Queen Camilla allegedly had issues with Prince William and Kate Middleton’s wedding. The pair, who began dating in 2003, tied the knot at Westminster Abbey on April 29, 2011. Now, according to an author, King Charles III’s wife was against the union.
Queen Camilla thought Kate Middleton was ‘too common’, says author
As per the “Kate!” biography by Christopher Andersen, Queen Camilla did not want Prince William to marry Kate Middleton. The queen was allegedly one of Middleton’s “fiercest critics” and “did object” to her marrying her elder stepson. Camilla allegedly believed she was “too common” to marry William. “She did not think she was up to snuff, as it were,” the book read. The author further added, “She was below the salt. She had no aristocratic blood.”

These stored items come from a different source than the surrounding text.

//! Newline-delimited JSON transport over any byte stream.

use std::sync::Arc;

use futures::{SinkExt, StreamExt};
use serde_json::Value;
use tokio::io::{AsyncRead, AsyncWrite};
use tokio::net::TcpListener;
use tokio::sync::mpsc;
use tokio::task::JoinSet;
use tokio_util::codec::{FramedRead, FramedWrite, LinesCodec, LinesCodecError};
use tokio_util::sync::CancellationToken;
use tracing::{debug, error, info, warn};

use crate::connection::Connection;
use crate::errors::{INVALID_REQUEST, PARSE_ERROR};
use crate::registry::Router;
use crate::types::{Outgoing, RpcErrorObject, RpcRequest, RpcResponse};

/// Longest accepted request line.
pub const MAX_LINE_BYTES: usize = 16 * 1024 * 1024;

/// Transport failures that end a connection or listener.
#[derive(Debug, thiserror::Error)]
pub enum ServeError {
    /// Reading, writing or accepting failed.
    #[error("transport I/O error: {0}")]
    Io(#[from] std::io::Error),

    /// The line codec rejected the stream.
    #[error("line codec error: {0}")]
    Codec(#[from] LinesCodecError),
}

/// Serve one connection until its input ends or `shutdown` fires.
///
/// Each request runs on its own task, so replies go out in completion order.
/// When the input ends the connection scope is cancelled, in-flight requests
/// are drained and the writer is flushed before returning.
pub async fn serve_connection<R, W>(
    router: Arc<Router>,
    reader: R,
    writer: W,
    shutdown: &CancellationToken,
    outbound_queue: usize,
) -> Result<(), ServeError>
where
    R: AsyncRead + Unpin + Send + 'static,
    W: AsyncWrite + Unpin + Send + 'static,
{
    let (tx, rx) = mpsc::channel(outbound_queue.max(1));
    let conn = Arc::new(Connection::new(tx));
    let scope = shutdown.child_token();
    info!(conn_id = %conn.id(), "connection opened");

    let writer_task = tokio::spawn(write_loop(rx, FramedWrite::new(writer, LinesCodec::new())));
    let mut lines = FramedRead::new(reader, LinesCodec::new_with_max_length(MAX_LINE_BYTES));
    let mut in_flight = JoinSet::new();

    let result = loop {
        tokio::select! {
            () = scope.cancelled() => break Ok(()),
            Some(joined) = in_flight.join_next(), if !in_flight.is_empty() => {
                if let Err(e) = joined {
                    error!(conn_id = %conn.id(), error = %e, "request task failed");
                }
            }
            next = lines.next() => match next {
                None => break Ok(()),
                Some(Ok(line)) => accept_line(&router, &conn, &scope, &mut in_flight, &line).await,
                Some(Err(LinesCodecError::MaxLineLengthExceeded)) => {
                    warn!(conn_id = %conn.id(), "request line too long");
                    let reply = error_reply(Value::Null, PARSE_ERROR, "Parse error: line too long");
                    if conn.reply(reply).await.is_err() {
                        break Ok(());
                    }
                }
                Some(Err(LinesCodecError::Io(e))) => break Err(ServeError::Io(e)),
            }
        }
    };

    scope.cancel();
    while let Some(joined) = in_flight.join_next().await {
        if let Err(e) = joined {
            error!(conn_id = %conn.id(), error = %e, "request task failed");
        }
    }

    let conn_id = conn.id().clone();
    let dropped = conn.dropped_notifications();
    drop(conn);
    match writer_task.await {
        Ok(Ok(())) => {}
        Ok(Err(e)) => warn!(%conn_id, error = %e, "writer stopped early"),
        Err(e) => error!(%conn_id, error = %e, "writer task failed"),
    }
    info!(%conn_id, dropped_notifications = dropped, "connection closed");
    result
}

/// Serve the process's stdin/stdout as one connection.
pub async fn serve_stdio(
    router: Arc<Router>,
    shutdown: &CancellationToken,
    outbound_queue: usize,
) -> Result<(), ServeError> {
    serve_connection(
        router,
        tokio::io::stdin(),
        tokio::io::stdout(),
        shutdown,
        outbound_queue,
    )
    .await
}

/// Accept TCP connections until `shutdown` fires, serving each independently.
pub async fn serve_tcp(
    router: Arc<Router>,
    listener: TcpListener,
    shutdown: &CancellationToken,
    outbound_queue: usize,
) -> Result<(), ServeError> {
    info!(addr = ?listener.local_addr().ok(), "listening");
    let mut connections = JoinSet::new();
    loop {
        tokio::select! {
            () = shutdown.cancelled() => break,
            Some(joined) = connections.join_next(), if !connections.is_empty() => {
                if let Err(e) = joined {
                    error!(error = %e, "connection task failed");
                }
            }
            accepted = listener.accept() => {
                let (socket, peer) = match accepted {
                    Ok(pair) => pair,
                    Err(e) => {
                        warn!(error = %e, "accept failed");
                        continue;
                    }
                };
                debug!(%peer, "accepted connection");
                let (reader, writer) = socket.into_split();
                let router = Arc::clone(&router);
                let shutdown = shutdown.clone();
                let _ = connections.spawn(async move {
                    if let Err(e) = serve_connection(router, reader, writer, &shutdown, outbound_queue).await {
                        warn!(%peer, error = %e, "connection ended with error");
                    }
                });
            }
        }
    }
    while connections.join_next().await.is_some() {}
    Ok(())
}

async fn accept_line(
    router: &Arc<Router>,
    conn: &Arc<Connection>,
    scope: &CancellationToken,
    in_flight: &mut JoinSet<()>,
    line: &str,
) {
    let line = line.trim();
    if line.is_empty() {
        return;
    }
    let request = match parse_request(line) {
        Ok(request) => request,
        Err(reply) => {
            debug!(conn_id = %conn.id(), "rejected malformed line");
            let _ = conn.reply(reply).await;
            return;
        }
    };
    let router = Arc::clone(router);
    let conn = Arc::clone(conn);
    let scope = scope.clone();
    let _ = in_flight.spawn(async move {
        if let Some(reply) = router.dispatch(&conn, request, &scope).await {
            if conn.reply(reply).await.is_err() {
                debug!(conn_id = %conn.id(), "reply dropped, writer gone");
            }
        }
    });
}

/// Decode one line. Invalid JSON is a parse error; valid JSON that is not a
/// request envelope is an invalid request. Both are answered with `id: null`.
fn parse_request(line: &str) -> Result<RpcRequest, RpcResponse> {
    let value: Value = serde_json::from_str(line)
        .map_err(|e| error_reply(Value::Null, PARSE_ERROR, format!("Parse error: {e}")))?;
    serde_json::from_value(value)
        .map_err(|e| error_reply(Value::Null, INVALID_REQUEST, format!("Invalid request: {e}")))
}

fn error_reply(id: Value, code: i64, message: impl Into<String>) -> RpcResponse {
    RpcResponse::error(
        id,
        RpcErrorObject {
            code,
            message: message.into(),
            data: None,
        },
    )
}

async fn write_loop<W>(
    mut rx: mpsc::Receiver<Outgoing>,
    mut sink: FramedWrite<W, LinesCodec>,
) -> Result<(), ServeError>
where
    W: AsyncWrite + Unpin,
{
    while let Some(message) = rx.recv().await {
        let line = match serde_json::to_string(&message) {
            Ok(line) => line,
            Err(e) => {
                error!(error = %e, "could not encode outgoing message");
                continue;
            }
        };
        sink.send(line).await?;
    }
    SinkExt::<String>::flush(&mut sink).await?;
    Ok(())
}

Moreover, the biography mentioned that “the palace didn’t really want” the now Princess of Wales. “People like Camilla didn’t want her because they felt that she was too common to be the wife of a future king,” Anderson claimed. The author added that the queen was against Middleton’s “working-class roots.” He continued, “[Camilla] was very cognizant of the fact that a future king of England should have, she believed, a marriage to a royal personage, or at least a British aristocrat.”
She allegedly didn’t want William to be with “a descendant of coal miners whose mother had grown up in public housing and once worked as a flight attendant.” Additionally, Anderson claimed Camilla had a negative opinion of Kate’s mother, Carole Middleton. Before the wedding, the king and queen allegedly “offended” the bride by asking her to change the first letter of her name, Catherine, from a C to a K.
This is reportedly because they felt another C representing the family would be an “overkill.” However, the matter was allegedly dropped once William got upset. Anderson explained that the Prince and Princess of Wales’s early days had “a lot of sniping from the sidelines, much of it coming from Camilla’s camp.” However, Middleton reportedly “never put a foot wrong.”